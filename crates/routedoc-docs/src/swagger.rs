//! Swagger 2.0 document types.
//!
//! This module provides the object graph of a Swagger 2.0 document: the
//! root [`Swagger`] object, path items, parameters, responses and the
//! schema subset needed for body parameters.
//!
//! ## Swagger 2.0 Compliance
//!
//! Field names follow the Swagger 2.0 specification:
//! <https://swagger.io/specification/v2/>

use std::sync::Arc;

use http::Method;
use indexmap::IndexMap;
use serde::{Deserialize, Serialize};

use crate::error::{DocsError, DocsResult};
use crate::operation::Operation;

/// Swagger document root object.
#[derive(Debug, Clone, PartialEq, Serialize, Deserialize)]
pub struct Swagger {
    /// Specification version, always "2.0".
    pub swagger: String,
    /// API metadata.
    pub info: Info,
    /// Host serving the API.
    #[serde(default, skip_serializing_if = "Option::is_none")]
    pub host: Option<String>,
    /// Base path relative to the host.
    #[serde(default, skip_serializing_if = "Option::is_none")]
    #[serde(rename = "basePath")]
    pub base_path: Option<String>,
    /// Transfer protocols.
    #[serde(default, skip_serializing_if = "Vec::is_empty")]
    pub schemes: Vec<String>,
    /// MIME types the API consumes.
    #[serde(default, skip_serializing_if = "Vec::is_empty")]
    pub consumes: Vec<String>,
    /// MIME types the API produces.
    #[serde(default, skip_serializing_if = "Vec::is_empty")]
    pub produces: Vec<String>,
    /// API paths and operations.
    #[serde(default)]
    pub paths: IndexMap<String, PathItem>,
    /// Reusable schemas.
    #[serde(default, skip_serializing_if = "IndexMap::is_empty")]
    pub definitions: IndexMap<String, Schema>,
    /// Parameters shared across operations.
    #[serde(default, skip_serializing_if = "IndexMap::is_empty")]
    pub parameters: IndexMap<String, Arc<Parameter>>,
    /// Tags for API grouping.
    #[serde(default, skip_serializing_if = "Vec::is_empty")]
    pub tags: Vec<Tag>,
}

impl Swagger {
    /// Creates an empty document.
    #[must_use]
    pub fn new(info: Info) -> Self {
        Self {
            swagger: "2.0".to_string(),
            info,
            host: None,
            base_path: None,
            schemes: Vec::new(),
            consumes: Vec::new(),
            produces: Vec::new(),
            paths: IndexMap::new(),
            definitions: IndexMap::new(),
            parameters: IndexMap::new(),
            tags: Vec::new(),
        }
    }

    /// Returns the tag with the given name, creating it when missing.
    pub fn tag_mut(&mut self, name: &str) -> &mut Tag {
        let index = match self.tags.iter().position(|t| t.name == name) {
            Some(index) => index,
            None => {
                self.tags.push(Tag::new(name));
                self.tags.len() - 1
            }
        };
        &mut self.tags[index]
    }

    /// Finds an operation by its identifier.
    #[must_use]
    pub fn operation(&self, operation_id: &str) -> Option<&Operation> {
        self.paths
            .values()
            .flat_map(PathItem::operations)
            .map(|(_, op)| op)
            .find(|op| op.operation_id.as_deref() == Some(operation_id))
    }

    /// Serializes the document as pretty JSON.
    pub fn to_json(&self) -> DocsResult<String> {
        serde_json::to_string_pretty(self).map_err(DocsError::from)
    }
}

/// API metadata.
#[derive(Debug, Clone, PartialEq, Serialize, Deserialize)]
pub struct Info {
    /// API title.
    pub title: String,
    /// API version.
    pub version: String,
    /// API description.
    #[serde(default, skip_serializing_if = "Option::is_none")]
    pub description: Option<String>,
}

impl Info {
    /// Creates metadata without description.
    #[must_use]
    pub fn new(title: impl Into<String>, version: impl Into<String>) -> Self {
        Self {
            title: title.into(),
            version: version.into(),
            description: None,
        }
    }
}

/// API tag for grouping operations.
#[derive(Debug, Clone, PartialEq, Eq, Serialize, Deserialize)]
pub struct Tag {
    /// Tag name.
    pub name: String,
    /// Description.
    #[serde(default, skip_serializing_if = "Option::is_none")]
    pub description: Option<String>,
}

impl Tag {
    /// Creates a tag without description.
    #[must_use]
    pub fn new(name: impl Into<String>) -> Self {
        Self {
            name: name.into(),
            description: None,
        }
    }

    /// Sets the description.
    pub fn set_description(&mut self, description: impl Into<String>) -> &mut Self {
        self.description = Some(description.into());
        self
    }
}

/// A path item containing operations for a single path.
#[derive(Debug, Clone, Default, PartialEq, Serialize, Deserialize)]
pub struct PathItem {
    /// GET operation.
    #[serde(default, skip_serializing_if = "Option::is_none")]
    pub get: Option<Operation>,
    /// PUT operation.
    #[serde(default, skip_serializing_if = "Option::is_none")]
    pub put: Option<Operation>,
    /// POST operation.
    #[serde(default, skip_serializing_if = "Option::is_none")]
    pub post: Option<Operation>,
    /// DELETE operation.
    #[serde(default, skip_serializing_if = "Option::is_none")]
    pub delete: Option<Operation>,
    /// OPTIONS operation.
    #[serde(default, skip_serializing_if = "Option::is_none")]
    pub options: Option<Operation>,
    /// HEAD operation.
    #[serde(default, skip_serializing_if = "Option::is_none")]
    pub head: Option<Operation>,
    /// PATCH operation.
    #[serde(default, skip_serializing_if = "Option::is_none")]
    pub patch: Option<Operation>,
}
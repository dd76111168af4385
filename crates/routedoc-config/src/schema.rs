//! Configuration schema types.
//!
//! This module defines the structure of all configuration sections.

use routedoc_docs::{DocsOptions, Info, OverrideMode};
use routedoc_telemetry::LogConfig;
use serde::{Deserialize, Serialize};

/// Schemes a document may advertise.
pub const ALLOWED_SCHEMES: [&str; 4] = ["http", "https", "ws", "wss"];

/// Documentation section.
///
/// Controls how routes become operations and the document-level metadata.
///
/// # Example
///
/// ```
/// use routedoc_config::DocsConfig;
///
/// let config: DocsConfig = toml::from_str(r#"
///     title = "Pets"
///     base_path = "/api"
///     override_mode = "adjusted"
/// "#).unwrap();
///
/// assert!(config.parse_route_parameters);
/// assert_eq!(config.base_path.as_deref(), Some("/api"));
/// ```
#[derive(Debug, Clone, Serialize, Deserialize, PartialEq, Eq)]
#[serde(deny_unknown_fields)]
pub struct DocsConfig {
    /// Derive path parameters from route placeholders.
    #[serde(default = "default_true")]
    pub parse_route_parameters: bool,

    /// How shared parameter definitions are attached to operations.
    #[serde(default)]
    pub override_mode: OverrideMode,

    /// API title.
    #[serde(default = "default_title")]
    pub title: String,

    /// API version.
    #[serde(default = "default_version")]
    pub version: String,

    /// API description.
    #[serde(default)]
    pub description: Option<String>,

    /// Host serving the API (e.g., "api.example.com").
    #[serde(default)]
    pub host: Option<String>,

    /// Base path of every operation; must start with `/`.
    #[serde(default)]
    pub base_path: Option<String>,

    /// Transfer protocols (http, https, ws, wss).
    #[serde(default)]
    pub schemes: Vec<String>,

    /// Path the Swagger UI page is served under.
    #[serde(default = "default_ui_path")]
    pub ui_path: String,
}

impl Default for DocsConfig {
    fn default() -> Self {
        Self {
            parse_route_parameters: true,
            override_mode: OverrideMode::default(),
            title: default_title(),
            version: default_version(),
            description: None,
            host: None,
            base_path: None,
            schemes: Vec::new(),
            ui_path: default_ui_path(),
        }
    }
}

impl DocsConfig {
    /// Options handed to the operation builder.
    pub fn options(&self) -> DocsOptions {
        DocsOptions {
            parse_route_parameters: self.parse_route_parameters,
            override_mode: self.override_mode,
        }
    }

    /// Document metadata.
    pub fn info(&self) -> Info {
        Info {
            title: self.title.clone(),
            version: self.version.clone(),
            description: self.description.clone(),
        }
    }
}

fn default_title() -> String {
    "API".to_string()
}

fn default_version() -> String {
    "1.0.0".to_string()
}

fn default_ui_path() -> String {
    "/docs".to_string()
}

/// Log format.
#[derive(Debug, Clone, Copy, Serialize, Deserialize, PartialEq, Eq, Default)]
#[serde(rename_all = "lowercase")]
pub enum LogFormat {
    /// JSON formatted logs (production).
    #[default]
    Json,
    /// Human-readable pretty format (development).
    Pretty,
}

/// Logging configuration.
#[derive(Debug, Clone, Serialize, Deserialize, PartialEq, Eq)]
#[serde(deny_unknown_fields)]
pub struct LoggingConfig {
    /// Enable logging.
    #[serde(default = "default_true")]
    pub enabled: bool,

    /// Log level or filter directive (trace, debug, info, warn, error).
    #[serde(default = "default_log_level")]
    pub level: String,

    /// Log output format.
    #[serde(default)]
    pub format: LogFormat,

    /// Include ANSI color codes in output.
    #[serde(default)]
    pub ansi_enabled: bool,

    /// Include source file and line in logs.
    #[serde(default)]
    pub include_location: bool,
}

impl Default for LoggingConfig {
    fn default() -> Self {
        Self {
            enabled: true,
            level: default_log_level(),
            format: LogFormat::default(),
            ansi_enabled: false,
            include_location: false,
        }
    }
}

impl LoggingConfig {
    /// Settings for [`routedoc_telemetry::init_logging`].
    pub fn log_config(&self) -> LogConfig {
        LogConfig {
            enabled: self.enabled,
            level: self.level.clone(),
            json_format: self.format == LogFormat::Json,
            ansi: self.ansi_enabled,
            file_line_info: self.include_location,
            include_target: true,
        }
    }
}

fn default_log_level() -> String {
    "info".to_string()
}

/// Telemetry configuration section.
#[derive(Debug, Clone, Default, Serialize, Deserialize, PartialEq, Eq)]
#[serde(deny_unknown_fields)]
pub struct TelemetryConfigSection {
    /// Logging configuration.
    #[serde(default)]
    pub logging: LoggingConfig,
}

fn default_true() -> bool {
    true
}
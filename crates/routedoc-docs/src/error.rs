//! Error types for the documentation crate.
//!
//! This module defines errors that can occur while building operations,
//! introspecting validation rules and serializing the Swagger document.

use thiserror::Error;

/// Errors that can occur during documentation generation.
#[derive(Debug, Error)]
pub enum DocsError {
    /// Failed to serialize the Swagger document to JSON.
    #[error("Failed to serialize Swagger document: {0}")]
    SerializationError(#[from] serde_json::Error),

    /// A validation rule declaration could not be interpreted.
    #[error("Invalid rule '{rule}' for field '{field}': {reason}")]
    InvalidRule {
        /// The field the rule was declared on.
        field: String,
        /// The offending rule.
        rule: String,
        /// Why the rule was rejected.
        reason: String,
    },

    /// An operation could not be placed in the document.
    #[error("Invalid operation '{operation_id}': {reason}")]
    InvalidOperation {
        /// Operation identifier, or the route URI when it has none.
        operation_id: String,
        /// The reason the operation is invalid.
        reason: String,
    },
}

impl DocsError {
    /// Create a new invalid rule error.
    pub fn invalid_rule(
        field: impl Into<String>,
        rule: impl Into<String>,
        reason: impl Into<String>,
    ) -> Self {
        Self::InvalidRule {
            field: field.into(),
            rule: rule.into(),
            reason: reason.into(),
        }
    }
}

/// Result type for documentation operations.
pub type DocsResult<T> = Result<T, DocsError>;

#[cfg(test)]
mod tests {
    use super::*;

    #[test]
    fn test_serialization_error() {
        let err: DocsError = serde_json::from_str::<String>("invalid")
            .unwrap_err()
            .into();
        assert!(matches!(err, DocsError::SerializationError(_)));
        assert!(err.to_string().contains("serialize"));
    }

    #[test]
    fn test_invalid_rule_error() {
        let err = DocsError::invalid_rule("age", "min:abc", "expected a number");
        assert!(err.to_string().contains("age"));
        assert!(err.to_string().contains("min:abc"));
        assert!(err.to_string().contains("expected a number"));
    }

    #[test]
    fn test_invalid_operation_error() {
        let err = DocsError::InvalidOperation {
            operation_id: "showUser".to_string(),
            reason: "TRACE cannot be documented".to_string(),
        };
        assert!(err.to_string().contains("showUser"));
        assert!(err.to_string().contains("TRACE"));
    }
}
/// The rules declared for one field.
///
/// # Example
///
/// ```rust
/// use routedoc_docs::{Parameter, ParameterLocation, RuleSet, SchemaType};
///
/// let rules = RuleSet::parse("age", "required|integer|min:18").unwrap();
/// let mut param = Parameter::new("age", ParameterLocation::Query);
/// rules.apply(&mut param);
///
/// assert!(param.required);
/// assert_eq!(param.param_type, Some(SchemaType::Integer));
/// assert_eq!(param.constraints.minimum, Some(18.0));
/// ```
#[derive(Debug, Clone, PartialEq)]
pub struct RuleSet {
    field: String,
    rules: Vec<Rule>,
}

impl RuleSet {
    /// Parses a pipe-separated declaration.
    pub fn parse(field: &str, declaration: &str) -> DocsResult<Self> {
        Self::from_rules(field, declaration.split('|'))
    }

    /// Parses rules given one per item, which allows `|` inside a regex.
    pub fn from_rules<I, S>(field: &str, rules: I) -> DocsResult<Self>
    where
        I: IntoIterator<Item = S>,
        S: AsRef<str>,
    {
        let rules = rules
            .into_iter()
            .map(|r| r.as_ref().trim().to_string())
            .filter(|r| !r.is_empty())
            .map(|r| Rule::parse(field, &r))
            .collect::<DocsResult<Vec<_>>>()?;

        Ok(Self {
            field: field.to_string(),
            rules,
        })
    }

    /// Field the rules are declared on.
    pub fn field(&self) -> &str {
        &self.field
    }

    /// Parsed rules in declaration order.
    pub fn rules(&self) -> &[Rule] {
        &self.rules
    }

    /// True when `required` is declared. `nullable` and `sometimes` never
    /// make a field required.
    pub fn is_required(&self) -> bool {
        self.rules.contains(&Rule::Required)
    }

    /// The declared value type; the last type rule wins, string otherwise.
    pub fn value_type(&self) -> SchemaType {
        self.rules
            .iter()
            .rev()
            .find_map(|r| match r {
                Rule::Type(t) => Some(*t),
                _ => None,
            })
            .unwrap_or(SchemaType::String)
    }

    /// Maps the rules onto a parameter.
    ///
    /// Body parameters get their description of the value through
    /// [`RuleSet::to_schema`] instead, so only `required` is set on them.
    pub fn apply(&self, parameter: &mut Parameter) {
        parameter.required = self.is_required();
        if parameter.location == ParameterLocation::Body {
            return;
        }

        let value_type = self.value_type();
        parameter.param_type = Some(value_type);
        if value_type == SchemaType::Array && parameter.items.is_none() {
            parameter.items = Some(Items::of(SchemaType::String));
        }
        self.apply_constraints(value_type, &mut parameter.constraints);
    }

    /// Describes the rules as array items, for `field.*` declarations.
    pub fn to_items(&self) -> Items {
        let value_type = self.value_type();
        let mut items = Items::of(value_type);
        self.apply_constraints(value_type, &mut items.constraints);
        items
    }

    /// Describes the rules as a schema, for body properties.
    pub fn to_schema(&self) -> Schema {
        let value_type = self.value_type();
        let mut schema = Schema::of(value_type);
        if value_type == SchemaType::Array {
            schema.items = Some(Box::new(Schema::string()));
        }
        self.apply_constraints(value_type, &mut schema.constraints);
        schema
    }

    fn apply_constraints(&self, value_type: SchemaType, constraints: &mut Constraints) {
        for rule in &self.rules {
            match rule {
                Rule::Format(format) => constraints.format = Some(format.clone()),
                Rule::Min(v) => set_bounds(constraints, value_type, Some(*v), None),
                Rule::Max(v) => set_bounds(constraints, value_type, None, Some(*v)),
                Rule::Between(low, high) => {
                    set_bounds(constraints, value_type, Some(*low), Some(*high));
                }
                Rule::Size(v) => set_bounds(constraints, value_type, Some(*v), Some(*v)),
                Rule::In(values) => {
                    constraints.enum_values = values
                        .iter()
                        .map(|v| enum_value(value_type, v))
                        .collect();
                }
                Rule::Regex(pattern) => constraints.pattern = Some(pattern.clone()),
                Rule::Required
                | Rule::Nullable
                | Rule::Sometimes
                | Rule::Type(_)
                | Rule::Other(_) => {}
            }
        }
    }
}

TASK OBJECTIVE: Begin at the first line of the entries above and copy every line exactly, ending with the line that contains "Field names follow".

SOLVED EXERCISE:
filename crates/routedoc-docs/src/swagger.rs
//! Swagger 2.0 document types.
//!
//! This module provides the object graph of a Swagger 2.0 document: the
//! root [`Swagger`] object, path items, parameters, responses and the
//! schema subset needed for body parameters.
//!
//! ## Swagger 2.0 Compliance
//!
//! Field names follow the Swagger 2.0 specification:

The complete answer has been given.